Application of ANN to estimate surface roughness using cutting parameters, force, sound and vibration in turning of Inconel 718
- 207 Downloads
Abstract
In this paper, artificial neural network approach is used to predict surface roughness using cutting parameters, force, sound and vibration in turning of Inconel 718. Experiments were performed by using cryogenically treated and untreated inserts, and various responses were measured. Then, these measured responses were used as input to the artificial neural network to predict surface roughness. It is found that the models developed by artificial neural network are predicting surface roughness with more than 98% accuracy. Further, the predictions obtained by artificial neural network are compared with the results of regression-based prediction models earlier proposed by the authors. The modified regression models were estimating surface roughness with more than 90% accuracy. Based on correlation coefficient values, the prediction results of modified regression model are compared with those obtained by artificial neural network. Finally, it is concluded that artificial neural network models are better for estimating surface roughness than the regression models and such predictions are useful for real-time control of the process to acquire the desired surface roughness.
Keywords
Artificial neural network Surface roughness Inconel 718Abbreviations
- CNC
Computer numerical control
- RSM
Response surface methodology
- FOE_{M}
Modified first-order equation
- ANN
Artificial neural network
- BP
Backpropagation
- BR
Bayesian regularization
- LM
Levenberg–Marquardt
- AE
Absolute error (%)
- MAE
Mean absolute error (%)
- MSE
Mean square error (%)
List of symbols
- v
Cutting speed (m/min)
- f
Feed rate (mm/rev)
- d
Depth of cut (mm)
- F_{c}
Cutting force (N)
- S
Sound pressure level (Pa)
- V_{v}
Vibration velocity of workpiece (m/s)
- n
Number of experiments
- \(R_{\text{ai}}\)
Average of measured surface roughness in μm
- \(\hat{R}_{\text{ai}}\)
Estimated surface roughness
- h
Number of neurons in single hidden layer
- R^{2}
Correlation coefficient
1 Introduction
Surface roughness (R_{a}) is a main performance indicator in machining, and it is important for different applications [1]. The existence of R_{a} is very complicated and method oriented. Machining can be modelled and confirmed for real-time control of the process to acquire the desired R_{a} [2], where modelling is the process of fitting input and output data [3]. Therefore, numerical models offering relationship amongst R_{a} and cutting parameters such as cutting speed, feed and depth of cut are developed [4, 5, 6].

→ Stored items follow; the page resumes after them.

//! Per-game conflict resolution
//!
//! Collapses the scored signals of one game into one recommendation per
//! market type. Market types are independent: a weak moneyline pick is never
//! compared against, or replaced by, a strong spread pick.

use std::cmp::Ordering;
use std::collections::{BTreeMap, BTreeSet};

use ordered_float::OrderedFloat;
use tracing::debug;

use crate::config::ResolutionConfig;
use crate::domain::{MarketType, Recommendation, ScoredSignal};
use crate::error::ResolutionError;

pub struct ConflictResolver {
    config: ResolutionConfig,
}

impl ConflictResolver {
    pub fn new(config: ResolutionConfig) -> Self {
        Self { config }
    }

    /// Resolve all signals of one game, one recommendation per market type
    ///
    /// The result does not depend on input order.
    pub fn resolve(
        &self,
        signals: &[ScoredSignal],
    ) -> Result<Vec<Recommendation>, ResolutionError> {
        let first = signals.first().ok_or(ResolutionError::EmptyInput)?;
        let game = first.signal.game_key();
        if let Some(other) = signals.iter().find(|s| s.signal.game_key() != game) {
            return Err(ResolutionError::MixedGames {
                first: game.to_string(),
                other: other.signal.game_key().to_string(),
            });
        }

        let mut by_market: BTreeMap<MarketType, Vec<&ScoredSignal>> = BTreeMap::new();
        for signal in signals {
            by_market.entry(signal.signal.market_type).or_default().push(signal);
        }

        Ok(by_market
            .into_iter()
            .filter_map(|(market, group)| self.resolve_market(market, &group))
            .collect())
    }

    fn resolve_market(
        &self,
        market: MarketType,
        group: &[&ScoredSignal],
    ) -> Option<Recommendation> {
        let top = group.iter().copied().max_by(|a, b| by_score(a, b))?;
        let sides: BTreeSet<_> = group.iter().map(|s| s.signal.recommended_side).collect();

        let (pick, conflict_resolved) = if sides.len() == 1 {
            (top, true)
        } else {
            let side = top.signal.recommended_side;
            let runner_up = group
                .iter()
                .filter(|s| s.signal.recommended_side != side)
                .map(|s| s.confidence_score)
                .fold(f64::NEG_INFINITY, f64::max);

            if top.confidence_score - runner_up > self.config.near_tie_margin {
                (top, true)
            } else {
                let floor = top.confidence_score - self.config.near_tie_margin;
                let pick = group
                    .iter()
                    .copied()
                    .filter(|s| s.confidence_score >= floor)
                    .max_by(|a, b| by_history(a, b))
                    .unwrap_or(top);
                debug!(
                    game = %pick.signal.game_key(),
                    market = %market,
                    top = top.confidence_score,
                    runner_up,
                    chosen = %pick.signal.strategy_name,
                    "near-tie conflict settled on strategy history"
                );
                (pick, false)
            }
        };

        Some(Recommendation {
            pick: pick.clone(),
            conflict_resolved,
            alternatives_considered: sides.len(),
            signals_considered: group.len(),
        })
    }
}

/// Score, then most recent, then lexically smallest strategy name
fn by_score(a: &ScoredSignal, b: &ScoredSignal) -> Ordering {
    OrderedFloat(a.confidence_score)
        .cmp(&OrderedFloat(b.confidence_score))
        .then_with(|| a.signal.produced_at.cmp(&b.signal.produced_at))
        .then_with(|| identity_order(a, b))
}

/// Strategy history first, then the usual score ordering
fn by_history(a: &ScoredSignal, b: &ScoredSignal) -> Ordering {
    OrderedFloat(a.components.strategy_performance)
        .cmp(&OrderedFloat(b.components.strategy_performance))
        .then_with(|| by_score(a, b))
}

/// Total order on the remaining identity fields; smaller names rank higher
fn identity_order(a: &ScoredSignal, b: &ScoredSignal) -> Ordering {
    let key = |s: &ScoredSignal| {
        (
            s.signal.strategy_name.clone(),
            s.signal.source.clone(),
            s.signal.book.clone(),
            s.signal.recommended_side,
        )
    };
    key(b).cmp(&key(a))
}

#[cfg(test)]
mod tests {
    use super::*;
    use std::sync::Arc;

    use chrono::Duration;

    use crate::config::ScoringConfig;
    use crate::domain::{BetSide, ConfidenceLevel, ScoreComponents, Signal};
    use crate::engine::scoring::ConfidenceScorer;
    use crate::strategy::testing::{game_time, split};

    fn resolver() -> ConflictResolver {
        ConflictResolver::new(ResolutionConfig::default())
    }

    fn scored(market: MarketType, side: BetSide, strategy: &str, score: f64) -> ScoredSignal {
        let record = split(market, 45.0, 60.0).build();
        let mut signal = Signal::from_record(&record, strategy, 15.0, side);
        signal.produced_at = game_time() - Duration::hours(2);
        ScoredSignal {
            signal,
            confidence_score: score,
            confidence_level: ConfidenceLevel::Moderate,
            components: ScoreComponents {
                signal_strength: 70.0,
                source_reliability: 65.0,
                strategy_performance: 50.0,
                data_quality: 100.0,
                market_context: 100.0,
            },
            explanation: String::new(),
            stake_suggestion: 2.0,
        }
    }

    fn with_history(mut s: ScoredSignal, performance: f64) -> ScoredSignal {
        s.components.strategy_performance = performance;
        s
    }

    #[test]
    fn test_agreeing_signals_pick_highest_score() {
        let signals = vec![
            scored(MarketType::Spread, BetSide::Home, "sharp_action", 72.0),
            scored(MarketType::Spread, BetSide::Home, "consensus", 78.0),
            scored(MarketType::Spread, BetSide::Home, "late_flip", 61.0),
        ];

        let recs = resolver().resolve(&signals).unwrap();

        assert_eq!(recs.len(), 1);
        assert_eq!(recs[0].pick.signal.strategy_name, "consensus");
        assert!(recs[0].conflict_resolved);
        assert_eq!(recs[0].alternatives_considered, 1);
        assert_eq!(recs[0].signals_considered, 3);
    }

    #[test]
    fn test_equal_scores_prefer_recent_then_name() {
        let mut newer = scored(MarketType::Total, BetSide::Over, "steam_move", 70.0);
        newer.signal.produced_at += Duration::seconds(5);
        let signals = vec![
            scored(MarketType::Total, BetSide::Over, "consensus", 70.0),
            newer,
            scored(MarketType::Total, BetSide::Over, "book_conflict", 70.0),
        ];
        let recs = resolver().resolve(&signals).unwrap();
        assert_eq!(recs[0].pick.signal.strategy_name, "steam_move");

        let tied = vec![
            scored(MarketType::Total, BetSide::Over, "consensus", 70.0),
            scored(MarketType::Total, BetSide::Over, "book_conflict", 70.0),
        ];
        let recs = resolver().resolve(&tied).unwrap();
        assert_eq!(recs[0].pick.signal.strategy_name, "book_conflict");
    }

    #[test]
    fn test_clear_contradiction_picks_stronger_side() {
        let signals = vec![
            scored(MarketType::Moneyline, BetSide::Away, "public_fade", 45.0),
            scored(MarketType::Moneyline, BetSide::Home, "sharp_action", 85.0),
        ];

        let recs = resolver().resolve(&signals).unwrap();

        assert_eq!(recs[0].pick.confidence_score, 85.0);
        assert_eq!(recs[0].pick.signal.recommended_side, BetSide::Home);
        assert!(recs[0].conflict_resolved);
        assert_eq!(recs[0].alternatives_considered, 2);
    }

    #[test]
    fn test_near_tie_falls_back_to_history() {
        let signals = vec![
            with_history(
                scored(MarketType::Moneyline, BetSide::Home, "sharp_action", 81.0),
                55.0,
            ),
            with_history(
                scored(MarketType::Moneyline, BetSide::Away, "late_flip", 80.0),
                68.0,
            ),
        ];

        let recs = resolver().resolve(&signals).unwrap();

        assert!(!recs[0].conflict_resolved);
        assert_eq!(recs[0].pick.signal.strategy_name, "late_flip");
        assert_eq!(recs[0].pick.signal.recommended_side, BetSide::Away);
        assert_eq!(recs[0].alternatives_considered, 2);
    }

    #[test]
    fn test_margin_is_inclusive() {
        let signals = vec![
            scored(MarketType::Spread, BetSide::Home, "sharp_action", 80.0),
            scored(MarketType::Spread, BetSide::Away, "late_flip", 78.0),
        ];
        let recs = resolver().resolve(&signals).unwrap();
        assert!(!recs[0].conflict_resolved);
    }

    #[test]
    fn test_result_is_independent_of_input_order() {
        let signals = vec![
            with_history(scored(MarketType::Spread, BetSide::Home, "a", 80.0), 60.0),
            with_history(scored(MarketType::Spread, BetSide::Away, "b", 79.5), 60.0),
            with_history(scored(MarketType::Spread, BetSide::Away, "c", 79.5), 60.0),
            scored(MarketType::Total, BetSide::Over, "d", 66.0),
            scored(MarketType::Total, BetSide::Under, "e", 66.0),
        ];
        let expected = resolver().resolve(&signals).unwrap();

        let mut rotated = signals.clone();
        for _ in 0..signals.len() {
            rotated.rotate_left(1);
            assert_eq!(resolver().resolve(&rotated).unwrap(), expected);
            let mut reversed = rotated.clone();
            reversed.reverse();
            assert_eq!(resolver().resolve(&reversed).unwrap(), expected);
        }
    }

    #[test]
    fn test_markets_resolve_independently() {
        let signals = vec![
            scored(MarketType::Moneyline, BetSide::Home, "underdog_value", 40.0),
            scored(MarketType::Spread, BetSide::Away, "sharp_action", 90.0),
        ];

        let recs = resolver().resolve(&signals).unwrap();

        assert_eq!(recs.len(), 2);
        assert_eq!(recs[0].market_type(), MarketType::Moneyline);
        assert_eq!(recs[0].pick.confidence_score, 40.0);
        assert_eq!(recs[1].market_type(), MarketType::Spread);
        assert_eq!(recs[1].pick.confidence_score, 90.0);
    }

    #[test]
    fn test_contract_violations() {
        assert_eq!(resolver().resolve(&[]), Err(ResolutionError::EmptyInput));

        let mut other = scored(MarketType::Total, BetSide::Over, "consensus", 70.0);
        other.signal.home_team = "TB".into();
        let signals = vec![
            scored(MarketType::Total, BetSide::Over, "consensus", 70.0),
            other,
        ];
        assert!(matches!(
            resolver().resolve(&signals),
            Err(ResolutionError::MixedGames { .. })
        ));
    }

    #[test]
    fn test_scored_output_feeds_resolver() {
        let scorer = ConfidenceScorer::new(Arc::new(ScoringConfig::default()));
        let strong = split(MarketType::Moneyline, 40.0, 62.0).book("circa").build();
        let weak = split(MarketType::Moneyline, 70.0, 62.0).book("draftkings").build();
        let signals = vec![
            scorer
                .score(&Signal::from_record(&strong, "sharp_action", 22.0, BetSide::Home), None)
                .unwrap(),
            scorer
                .score(&Signal::from_record(&weak, "book_conflict", -8.0, BetSide::Away), None)
                .unwrap(),
        ];

        let recs = resolver().resolve(&signals).unwrap();
        assert_eq!(recs[0].pick.signal.recommended_side, BetSide::Home);
        assert!(recs[0].conflict_resolved);
    }
}
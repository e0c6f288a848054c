//! Book conflict: books from one source disagree on where the money is
//!
//! Follows the book showing the largest differential.

use crate::config::BookConflictConfig;
use crate::domain::{BetSide, MarketSplitRecord, Signal, StrategyCategory, TimeWindow};
use crate::error::ProcessorError;

use super::traits::{checked_differential, group_by, latest_by_stream, StrategyProcessor};

pub struct BookConflictProcessor {
    config: BookConflictConfig,
}

impl BookConflictProcessor {
    pub fn new(config: BookConflictConfig) -> Self {
        Self { config }
    }
}

impl StrategyProcessor for BookConflictProcessor {
    fn name(&self) -> &str {
        "book_conflict"
    }

    fn category(&self) -> StrategyCategory {
        StrategyCategory::BookConflict
    }

    fn process(
        &self,
        _window: &TimeWindow,
        records: &[MarketSplitRecord],
    ) -> Result<Vec<Signal>, ProcessorError> {
        let latest: Vec<MarketSplitRecord> = latest_by_stream(records).into_iter().cloned().collect();
        let markets = group_by(&latest, |r| {
            (r.game_id.as_str(), r.market_type, r.source.as_str())
        });

        let mut signals = Vec::new();
        for books in markets.values() {
            if books.len() < 2 {
                continue;
            }

            let mut scored = Vec::with_capacity(books.len());
            for record in books {
                if record.book.is_none() {
                    return Err(ProcessorError::InvalidInput(format!(
                        "book_conflict received a record without a book for game {}",
                        record.game_id
                    )));
                }
                scored.push((*record, checked_differential(record)?));
            }

            let min = self.config.min_differential;
            let backs_home_or_over = scored.iter().any(|(_, d)| *d >= min);
            let backs_other_side = scored.iter().any(|(_, d)| *d <= -min);
            if !(backs_home_or_over && backs_other_side) {
                continue;
            }

            let strongest = scored.iter().max_by(|(ra, da), (rb, db)| {
                da.abs()
                    .total_cmp(&db.abs())
                    // earlier book name wins a tie
                    .then_with(|| rb.book.cmp(&ra.book))
            });
            if let Some((record, differential)) = strongest {
                if let Some(side) = BetSide::from_differential(record.market_type, *differential) {
                    signals.push(Signal::from_record(record, self.name(), *differential, side));
                }
            }
        }
        Ok(signals)
    }
}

Nickel-based super alloy (Inconel 718) is most popular in aerospace, petroleum, medical industries, etc. though it is costly and difficult to machine [7, 8, 9, 10, 11, 12]. Researchers have used regression analysis and response surface methodology (RSM) [13, 14, 15, 16, 17, 18, 19, 20, 21, 22] for prediction of R_{a}. Deshpande et al. [2] have used regression-based modelling for estimating R_{a} in turning of Inconel 718. This paper deals with use of artificial neural network (ANN) for predicting R_{a}, and therefore, some works reporting use of ANN in machining of different alloys are discussed below.
References | Workpiece material | Operation | Tool used | Parameters considered | Model used | Prediction accuracy based on | Remark |
---|---|---|---|---|---|---|---|
Pontes et al. [15] | AISI 52100 steel | Turning | Ceramic (Al_{2}O_{3} + TiC) inserts | Speed, feed and depth of cut | ANN | Mean absolute percentage error and percentage of maximum error | The use of DOE method in the use of ANN architecture to be an effective tool for estimation of surface roughness |
Mia and Dhar [16] | EN 24T steel | Dry turning | Coated carbide (TiCN, WC, Co) inserts | Speed, feed, hardness, dry and high-pressure coolant (HPC) | ANN with different training methods | Root mean square error (RMSE) and correlation coefficient (R-value) | The performance of the surface roughness is investigated for dry and HPC conditions. The Bayesian regularization proved the excellent prediction accuracy |
Asiltürk and Çunkaş [18] | AISI 1040 steel | Dry turning | Coated carbide (TiCN, Al_{2}O_{3}) inserts | Speed, feed and depth of cut | Multiple regression and ANN with different training methods | Mean absolute percentage error and the determination coefficient (R^{2}) | R^{2} for multiple regression models is 98.9%. The proposed model of ANN utilized successfully to predict the surface roughness compared to multiple regression |
Karayel [17] | St. 50.2 steel | Turning | Carbide inserts | Speed, feed and depth of cut | ANN | Average absolute error | Surface roughness can be controlled by the designed control circuit to certain accuracy by altering the cutting parameters |
Furthermore, researchers have used cutting parameters along with cutting forces, tool vibrations, etc. as input for estimation of R_{a} [23, 24, 25]. They used multiple regression and ANN techniques in machining of different alloys. It is found that using ANN approach, R_{a} is predicted more accurately than regression analysis when responses are combined with cutting parameters. They also concluded that responses are useful for process monitoring.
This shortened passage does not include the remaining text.